Information:
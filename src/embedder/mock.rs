/// Mock embedder for tests and offline runs.
///
/// Hashes lower-cased word and identifier-fragment tokens into a fixed
/// number of buckets, so texts sharing vocabulary end up close together.
use std::hash::{DefaultHasher, Hash, Hasher};

use super::{Embedder, EmbedderError, identifier_tokens, l2_normalize};

/// A deterministic bag-of-words embedder.
pub struct MockEmbedder {
    pub dimensions: usize,
}

impl MockEmbedder {
    /// Create a new `MockEmbedder` with the given dimensionality.
    #[must_use]
    pub fn new(dimensions: usize) -> Self {
        Self { dimensions }
    }
}

impl Default for MockEmbedder {
    fn default() -> Self {
        Self { dimensions: 384 }
    }
}

impl Embedder for MockEmbedder {
    fn embed(&self, text: &str) -> Result<Vec<f32>, EmbedderError> {
        let tokens = identifier_tokens(text);
        if tokens.is_empty() {
            return Err(EmbedderError::EmptyInput);
        }

        let mut embedding = vec![0.0f32; self.dimensions];
        for token in tokens {
            let mut hasher = DefaultHasher::new();
            token.hash(&mut hasher);
            let bucket = (hasher.finish() % self.dimensions as u64) as usize;
            embedding[bucket] += 1.0;
        }

        l2_normalize(&mut embedding);
        Ok(embedding)
    }

    fn embed_batch(&self, texts: &[&str]) -> Result<Vec<Vec<f32>>, EmbedderError> {
        texts.iter().map(|t| self.embed(t)).collect()
    }

    fn dimensions(&self) -> usize {
        self.dimensions
    }
}
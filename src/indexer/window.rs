//! Deterministic sliding-window chunking over line ranges.

use std::ops::Range;

pub const DEFAULT_CHUNK_SIZE: usize = 800;
pub const DEFAULT_OVERLAP: usize = 100;

/// Iterator over half-open `start..end` line windows of a block of
/// `total` lines.
///
/// Every window holds at most `chunk_size` lines, the next window starts at
/// `max(start + 1, end - overlap)`, and iteration stops after the window
/// that reaches `total`. Starts therefore strictly increase for any
/// `overlap`, including `overlap >= chunk_size`.
#[derive(Debug, Clone)]
pub struct Windows {
    next_start: usize,
    total: usize,
    chunk_size: usize,
    overlap: usize,
    done: bool,
}

impl Iterator for Windows {
    type Item = Range<usize>;

    fn next(&mut self) -> Option<Range<usize>> {
        if self.done || self.next_start >= self.total {
            return None;
        }
        let start = self.next_start;
        let end = start.saturating_add(self.chunk_size).min(self.total);
        if end == self.total {
            self.done = true;
        }
        self.next_start = end.saturating_sub(self.overlap).max(start + 1);
        Some(start..end)
    }
}

/// Split `total` lines into overlapping windows.
///
/// A `chunk_size` of zero is treated as one line per window.
pub fn windows(total: usize, chunk_size: usize, overlap: usize) -> Windows {
    Windows {
        next_start: 0,
        total,
        chunk_size: chunk_size.max(1),
        overlap,
        done: false,
    }
}

#[cfg(test)]
mod tests {
    use super::*;
    use proptest::prelude::*;

    #[test]
    fn test_empty_block_has_no_windows() {
        assert_eq!(windows(0, 800, 100).count(), 0);
    }

    #[test]
    fn test_short_block_is_one_window() {
        assert_eq!(windows(1, 800, 100).collect::<Vec<_>>(), vec![0..1]);
        assert_eq!(windows(799, 800, 100).collect::<Vec<_>>(), vec![0..799]);
    }

    #[test]
    fn test_common_case_advances_by_size_minus_overlap() {
        let got: Vec<_> = windows(2000, 800, 100).collect();
        assert_eq!(got, vec![0..800, 700..1500, 1400..2000]);
    }

    #[test]
    fn test_ten_lines_size_three_overlap_two() {
        let got: Vec<_> = windows(10, 3, 2).collect();
        assert_eq!(
            got,
            vec![0..3, 1..4, 2..5, 3..6, 4..7, 5..8, 6..9, 7..10]
        );
        let mut covered = [false; 10];
        for w in &got {
            covered[w.clone()].fill(true);
        }
        assert!(covered.iter().all(|&c| c));
    }

    #[test]
    fn test_overlap_not_smaller_than_size_still_advances() {
        let got: Vec<_> = windows(5, 2, 7).collect();
        assert_eq!(got, vec![0..2, 1..3, 2..4, 3..5]);
    }

    #[test]
    fn test_zero_overlap_tiles() {
        let got: Vec<_> = windows(7, 3, 0).collect();
        assert_eq!(got, vec![0..3, 3..6, 6..7]);
    }

    proptest! {
        #[test]
        fn windows_terminate_advance_and_cover(
            total in 1usize..600,
            chunk_size in 1usize..120,
            overlap in 0usize..200,
        ) {
            let got: Vec<_> = windows(total, chunk_size, overlap).take(total + 1).collect();

            prop_assert!(!got.is_empty());
            prop_assert!(got.len() <= total, "more windows than lines");
            prop_assert_eq!(got[0].start, 0);
            prop_assert_eq!(got.last().map(|w| w.end), Some(total));
            for w in &got {
                prop_assert!(w.start < w.end);
                prop_assert!(w.end - w.start <= chunk_size);
            }
            for pair in got.windows(2) {
                prop_assert!(pair[1].start > pair[0].start);
                // No gaps between consecutive windows.
                prop_assert!(pair[1].start <= pair[0].end);
            }
        }
    }
}
/// BERT-style tokenizer wrapper around HuggingFace `tokenizers`.
///
/// Encodes single texts for the embedding model and `(query, passage)`
/// pairs for the cross-encoder reranker.
use std::path::Path;

use tokenizers::{Encoding, Tokenizer, TruncationParams};

use super::EmbedderError;

/// Maximum sequence length shared by BGE-small and MiniLM cross-encoders.
pub const MAX_SEQUENCE_LENGTH: usize = 512;

/// Model inputs for one encoded sequence.
#[derive(Debug, Clone)]
pub struct TokenizerOutput {
    pub input_ids: Vec<i64>,
    pub attention_mask: Vec<i64>,
    /// Segment ids: 0 for the first sequence, 1 for the second of a pair.
    pub token_type_ids: Vec<i64>,
}

impl TokenizerOutput {
    fn from_encoding(encoding: &Encoding) -> Self {
        let widen = |xs: &[u32]| xs.iter().map(|&x| i64::from(x)).collect::<Vec<i64>>();
        Self {
            input_ids: widen(encoding.get_ids()),
            attention_mask: widen(encoding.get_attention_mask()),
            token_type_ids: widen(encoding.get_type_ids()),
        }
    }

    pub fn len(&self) -> usize {
        self.input_ids.len()
    }

    pub fn is_empty(&self) -> bool {
        self.input_ids.is_empty()
    }
}

pub struct BertTokenizer {
    inner: Tokenizer,
}

impl BertTokenizer {
    /// Load `tokenizer.json` from the model directory, truncating to
    /// [`MAX_SEQUENCE_LENGTH`] tokens.
    pub fn from_model_dir(model_dir: &Path) -> Result<Self, EmbedderError> {
        let tokenizer_path = model_dir.join("tokenizer.json");
        if !tokenizer_path.exists() {
            return Err(EmbedderError::TokenizerError(format!(
                "tokenizer.json not found in {}",
                model_dir.display()
            )));
        }

        let mut inner = Tokenizer::from_file(&tokenizer_path)
            .map_err(|e| EmbedderError::TokenizerError(format!("failed to load tokenizer: {e}")))?;
        inner
            .with_truncation(Some(TruncationParams {
                max_length: MAX_SEQUENCE_LENGTH,
                ..Default::default()
            }))
            .map_err(|e| EmbedderError::TokenizerError(format!("bad truncation config: {e}")))?;
        // Sequences run one at a time, so no padding.
        inner.with_padding(None);

        Ok(Self { inner })
    }

    pub fn tokenize(&self, text: &str) -> Result<TokenizerOutput, EmbedderError> {
        let encoding = self
            .inner
            .encode(text, true)
            .map_err(|e| EmbedderError::TokenizerError(format!("failed to encode text: {e}")))?;
        Ok(TokenizerOutput::from_encoding(&encoding))
    }

    /// Encode a `(first, second)` pair with separator and segment ids.
    pub fn tokenize_pair(&self, first: &str, second: &str) -> Result<TokenizerOutput, EmbedderError> {
        let encoding = self
            .inner
            .encode((first, second), true)
            .map_err(|e| EmbedderError::TokenizerError(format!("failed to encode pair: {e}")))?;
        Ok(TokenizerOutput::from_encoding(&encoding))
    }

    #[must_use]
    pub fn vocab_size(&self) -> usize {
        self.inner.get_vocab_size(false)
    }
}

#[cfg(test)]
mod tests {
    use super::*;

    /// Requires the downloaded model files.
    /// Run with: cargo test tokenizer -- --ignored
    #[test]
    #[ignore]
    fn test_tokenize_pair_with_real_model() {
        let model_dir = Path::new("models/ms-marco-MiniLM-L-6-v2");
        if !model_dir.join("tokenizer.json").exists() {
            eprintln!("Skipping: model files not downloaded");
            return;
        }

        let tokenizer = BertTokenizer::from_model_dir(model_dir).unwrap();
        let output = tokenizer.tokenize_pair("where is config parsed", "def parse_config(): ...").unwrap();

        assert_eq!(output.len(), output.attention_mask.len());
        assert_eq!(output.len(), output.token_type_ids.len());
        assert!(output.token_type_ids.contains(&1));
    }

    #[test]
    #[ignore]
    fn test_tokenize_truncates_long_input() {
        let model_dir = Path::new("models/bge-small-en-v1.5");
        if !model_dir.join("tokenizer.json").exists() {
            return;
        }

        let tokenizer = BertTokenizer::from_model_dir(model_dir).unwrap();
        let output = tokenizer.tokenize(&"token ".repeat(5000)).unwrap();
        assert_eq!(output.len(), MAX_SEQUENCE_LENGTH);
    }

    #[test]
    fn test_tokenizer_missing_file() {
        let result = BertTokenizer::from_model_dir(Path::new("/nonexistent/path"));
        assert!(matches!(result, Err(EmbedderError::TokenizerError(_))));
    }
}
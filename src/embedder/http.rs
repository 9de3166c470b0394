//! OpenAI-compatible `/embeddings` client.

use std::time::Duration;

use reqwest::StatusCode;
use reqwest::blocking::{Client, Response};
use reqwest::header::RETRY_AFTER;
use serde::Deserialize;
use tracing::debug;

use super::{Embedder, EmbedderError};

#[derive(Debug, Deserialize)]
struct EmbeddingResponse {
    data: Vec<EmbeddingItem>,
}

#[derive(Debug, Deserialize)]
struct EmbeddingItem {
    #[serde(default)]
    index: usize,
    embedding: Vec<f32>,
}

/// Embeds text by POSTing `{"model", "input"}` to an HTTP endpoint.
pub struct HttpEmbedder {
    endpoint: String,
    model: String,
    api_key: Option<String>,
    dimensions: usize,
    timeout: Duration,
}

impl HttpEmbedder {
    pub fn new(endpoint: impl Into<String>, model: impl Into<String>, dimensions: usize) -> Self {
        Self {
            endpoint: endpoint.into(),
            model: model.into(),
            api_key: None,
            dimensions,
            timeout: Duration::from_secs(60),
        }
    }

    /// Send `Authorization: Bearer <key>` with each request.
    #[must_use]
    pub fn with_api_key(mut self, api_key: Option<String>) -> Self {
        self.api_key = api_key.filter(|k| !k.is_empty());
        self
    }

    #[must_use]
    pub fn with_timeout(mut self, timeout: Duration) -> Self {
        self.timeout = timeout;
        self
    }

    fn post(&self, texts: &[&str]) -> Result<Response, EmbedderError> {
        // The blocking client owns a runtime, so it lives only for this call.
        let client = Client::builder()
            .timeout(self.timeout)
            .build()
            .map_err(|e| EmbedderError::Http(format!("client build failed: {e}")))?;

        let mut request = client.post(&self.endpoint).json(&serde_json::json!({
            "model": self.model,
            "input": texts,
        }));
        if let Some(key) = &self.api_key {
            request = request.bearer_auth(key);
        }

        request
            .send()
            .map_err(|e| EmbedderError::Http(format!("request to {} failed: {e}", self.endpoint)))
    }
}

/// Parse a `Retry-After` header given in whole seconds.
fn retry_after(response: &Response) -> Option<Duration> {
    response
        .headers()
        .get(RETRY_AFTER)?
        .to_str()
        .ok()?
        .trim()
        .parse::<u64>()
        .ok()
        .map(Duration::from_secs)
}

fn into_vectors(mut body: EmbeddingResponse, expected: usize) -> Result<Vec<Vec<f32>>, EmbedderError> {
    if body.data.len() != expected {
        return Err(EmbedderError::InferenceFailed(format!(
            "expected {expected} embeddings, got {}",
            body.data.len()
        )));
    }
    body.data.sort_by_key(|item| item.index);
    Ok(body.data.into_iter().map(|item| item.embedding).collect())
}

impl Embedder for HttpEmbedder {
    fn embed(&self, text: &str) -> Result<Vec<f32>, EmbedderError> {
        self.embed_batch(&[text])?
            .pop()
            .ok_or_else(|| EmbedderError::InferenceFailed("empty response".into()))
    }

    fn embed_batch(&self, texts: &[&str]) -> Result<Vec<Vec<f32>>, EmbedderError> {
        if texts.is_empty() {
            return Ok(Vec::new());
        }
        if texts.iter().any(|t| t.trim().is_empty()) {
            return Err(EmbedderError::EmptyInput);
        }

        let response = self.post(texts)?;
        let status = response.status();
        if status == StatusCode::TOO_MANY_REQUESTS {
            return Err(EmbedderError::RateLimited {
                retry_after: retry_after(&response),
            });
        }
        if !status.is_success() {
            let body = response.text().unwrap_or_default();
            return Err(EmbedderError::Http(format!("{status}: {}", body.trim())));
        }

        let body: EmbeddingResponse = response
            .json()
            .map_err(|e| EmbedderError::InferenceFailed(format!("invalid response body: {e}")))?;
        debug!("received {} embeddings from {}", body.data.len(), self.endpoint);
        into_vectors(body, texts.len())
    }

    fn dimensions(&self) -> usize {
        self.dimensions
    }
}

Assignment: Within the data, how many lines hold the string "expected"? Answer with the number and nothing more.

Written response: 3